▶ _Supplied data_
****************************************

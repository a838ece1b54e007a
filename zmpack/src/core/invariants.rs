//! Semantic invariants not expressible via JSON Schema.

use std::collections::HashSet;

use crate::core::path::is_contained_relative;

/// Check config-level invariants:
/// - `name` is usable as a file name component
/// - every `files` entry is a relative path that stays inside the project root
pub fn validate_invariants(name: &str, files: &[String]) -> Vec<String> {
    let mut errors = Vec::new();

    if name.trim().is_empty() {
        errors.push("name must be non-empty".to_string());
    } else if name.contains(['/', '\\']) || name == "." || name == ".." {
        errors.push(format!("name '{name}' must be a plain file name"));
    }

    for (index, file) in files.iter().enumerate() {
        if !is_contained_relative(file) {
            errors.push(format!(
                "files[{index}]: '{file}' must be a relative path inside the project"
            ));
        }
    }

    errors
}

/// Entries listed more than once in `files`, in first-repeat order.
///
/// Repeats are harmless (the copy stage copies the same source twice) but
/// usually a config mistake.
pub fn duplicate_files(files: &[String]) -> Vec<&str> {
    let mut seen = HashSet::new();
    let mut duplicates = Vec::new();
    for file in files {
        if !seen.insert(file.as_str()) && !duplicates.contains(&file.as_str()) {
            duplicates.push(file.as_str());
        }
    }
    duplicates
}

#[cfg(test)]
mod tests {
    use super::*;

    fn files(items: &[&str]) -> Vec<String> {
        items.iter().map(|item| (*item).to_string()).collect()
    }

    #[test]
    fn accepts_plain_config() {
        assert!(validate_invariants("demo", &files(&["a.txt", "sub", "src/lib.rs"])).is_empty());
    }

    #[test]
    fn reports_every_violation() {
        let errors = validate_invariants("bad/name", &files(&["../x", "a", "/abs"]));
        assert_eq!(errors.len(), 3, "{errors:?}");
        assert!(errors.iter().any(|err| err.contains("plain file name")));
        assert!(errors.iter().any(|err| err.contains("files[0]")));
        assert!(errors.iter().any(|err| err.contains("files[2]")));
    }

    #[test]
    fn duplicates_are_reported_once_and_not_invalid() {
        let list = files(&["a", "b", "a", "a", "b"]);
        assert!(validate_invariants("demo", &list).is_empty());
        assert_eq!(duplicate_files(&list), vec!["a", "b"]);
    }
}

****************************************

▶ _Task_
Pull out all lines containing the word "demo" from the entries above.

▶ _Written solution_
        assert!(validate_invariants("demo", &files(&["a.txt", "sub", "src/lib.rs"])).is_empty());
        assert!(validate_invariants("demo", &list).is_empty());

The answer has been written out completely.